Senja kali ini jingga indah mewarnai langit. Lengkap
sudah keangkuhan mentari. Sempurna ia sebagai mata dunia. Seluruh pandangan tak
lepas menikmati aksen langit. Satu senyum menyemai. Beberapa tangis merebak
tanda pisah. Keharuan menyeruak bersiap membingkai rindu yang akan bersemi
sepanjang malam. Sejenak berhembus nafas panjang.
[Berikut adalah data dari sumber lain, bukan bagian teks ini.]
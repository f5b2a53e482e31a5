/*!
 * Integration test for pane capture against a live tmux session
 */

use std::env;
use std::process::Command;

use assert_cmd::prelude::*;

#[test]
#[ignore] // Needs a running tmux session: cargo test --test tmux_integration -- --ignored
fn test_capture_current_pane() {
    if env::var("TMUX").is_err() {
        return;
    }

    let output = Command::cargo_bin("dump")
        .unwrap()
        .args(["-p", "current", "--pane-lines", "20"])
        .output()
        .unwrap();

    assert!(output.status.success());
    let stdout = String::from_utf8_lossy(&output.stdout);
    assert!(stdout.starts_with("<tmux_pane id='%"));
    assert!(stdout.trim_end().ends_with("</tmux_pane>"));
}

#[test]
#[ignore] // Needs a running tmux session
fn test_list_all_panes() {
    if env::var("TMUX").is_err() {
        return;
    }

    let output = Command::cargo_bin("dump")
        .unwrap()
        .args(["-l", "-p", "all"])
        .output()
        .unwrap();

    assert!(output.status.success());
    let stdout = String::from_utf8_lossy(&output.stdout);
    assert!(stdout.lines().all(|line| line.starts_with('%')));
}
Angin membisikkan nama yang menggetarkan.
Di antara ketinggian aku menikmati hembus angin
sore. Kupandangi ujung langit yang terasa semakin fana. Atau entah ia nyata,
barangkali hanya metafora. Hiperbola tak kubutuhkan. Kata-kata mutiara
enyahlah sebentar saja. Berbagai majas sedang merundung luka. Berdiri ia gontai
merasakan gejolak yang tak mampu dirangkai kata.
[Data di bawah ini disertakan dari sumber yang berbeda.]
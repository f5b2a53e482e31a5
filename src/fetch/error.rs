/*!
 * Error types for remote content fetching
 */

use thiserror::Error;

/// Errors that can occur while fetching a single URL
#[derive(Error, Debug)]
pub enum FetchError {
    /// The URL is malformed or not HTTP(S)
    #[error("invalid URL {url:?}: {reason}")]
    InvalidUrl { url: String, reason: String },

    /// The API answered with a non-success status
    #[error("API request failed with status {status}: {body}")]
    Upstream { status: u16, body: String },

    /// The API answered but the context field was blank
    #[error("no context field in response")]
    EmptyContent,

    /// Transport failure, including timeouts
    #[error("request error: {0}")]
    Request(String),

    /// The response body could not be decoded
    #[error("failed to decode response: {0}")]
    Decode(String),
}

impl From<reqwest::Error> for FetchError {
    fn from(error: reqwest::Error) -> Self {
        if error.is_decode() {
            FetchError::Decode(error.to_string())
        } else {
            FetchError::Request(error.to_string())
        }
    }
}

/// Specialized Result type for fetch operations
pub type FetchResult<T> = Result<T, FetchError>;
//! Gitignore-style exclusion rules for a single root directory

use std::path::Path;

use ignore::gitignore::{Gitignore, GitignoreBuilder};
use tracing::warn;

use crate::error::{DumpError, Result};

/// Version-control metadata directory, always excluded
pub const VCS_DIR: &str = ".git";
/// Ignore file read from each root, always excluded itself
pub const IGNORE_FILE: &str = ".gitignore";

/// Compiled ignore rules for one root: the root's `.gitignore` (if any),
/// caller-supplied patterns, and the two implicit entries.
///
/// Later rules override earlier ones and `!` re-includes, following
/// gitignore precedence.
#[derive(Debug, Clone)]
pub struct IgnoreSet {
    matcher: Gitignore,
}

impl IgnoreSet {
    /// Build the ignore set for `root`.
    ///
    /// Only `root/.gitignore` is consulted; nested ignore files are not
    /// merged. Malformed lines inside `.gitignore` are reported and skipped,
    /// while malformed `extra_patterns` are a hard error.
    pub fn build(root: &Path, extra_patterns: &[String]) -> Result<Self> {
        let mut builder = GitignoreBuilder::new(root);

        let ignore_file = root.join(IGNORE_FILE);
        if ignore_file.is_file() {
            if let Some(err) = builder.add(&ignore_file) {
                warn!(path = %ignore_file.display(), error = %err, "skipping malformed ignore rules");
            }
        }

        for pattern in extra_patterns {
            builder
                .add_line(None, pattern)
                .map_err(|e| DumpError::invalid_pattern(pattern, e))?;
        }

        for implicit in [VCS_DIR, IGNORE_FILE] {
            builder
                .add_line(None, implicit)
                .map_err(|e| DumpError::invalid_pattern(implicit, e))?;
        }

        let matcher = builder
            .build()
            .map_err(|e| DumpError::invalid_pattern(&extra_patterns.join(","), e))?;

        Ok(Self { matcher })
    }

    /// Check caller-supplied patterns without touching the filesystem.
    ///
    /// Gitignore syntax is lenient: an unclosed `[` class is taken
    /// literally, as git does. Only patterns the glob grammar cannot parse
    /// at all are rejected, such as an unclosed `{` alternation or a nested
    /// one.
    pub fn validate_patterns(patterns: &[String]) -> Result<()> {
        let mut builder = GitignoreBuilder::new("");
        for pattern in patterns {
            builder
                .add_line(None, pattern)
                .map_err(|e| DumpError::invalid_pattern(pattern, e))?;
        }
        Ok(())
    }

    /// Whether `relative_path` (relative to the root) is excluded.
    ///
    /// A path is also excluded when any of its parent directories is.
    pub fn matches(&self, relative_path: &Path, is_dir: bool) -> bool {
        if relative_path.as_os_str().is_empty() {
            return false;
        }
        self.matcher
            .matched_path_or_any_parents(relative_path, is_dir)
            .is_ignore()
    }

    /// Number of compiled rules
    pub fn len(&self) -> usize {
        self.matcher.len()
    }

    pub fn is_empty(&self) -> bool {
        self.matcher.is_empty()
    }
}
Ada sesuatu mengganjal, menyesakkan dada. Tak mampu
berkata. Bisakah kau hadir di sini saja tanpa aku ke sana? Duniaku beku,
lidahku kelu, tinggal senyum tanpa makna. Tak lupa getaran hebat jauh di dalam
raga. Seketika semesta menggema. Tak bisa kah kau mendengarnya? Ayolah. Pahamilah.
Ada yang lemah di hadapanmu. Payah. Sungguh, kau begitu indah.
Sudah habis kata menggambarkanmu. Semanis madu,
sepahit benalu, begitulah kau sibuk mengisi ruang hariku. Sudahi sedihmu,
seduh kopimu. Bersandar padaku, pegang jemariku. Datanglah dan singgah menjadi
pena di lembar bukuku. Dapatilah sebentuk dunia yang hanya berisikan namamu.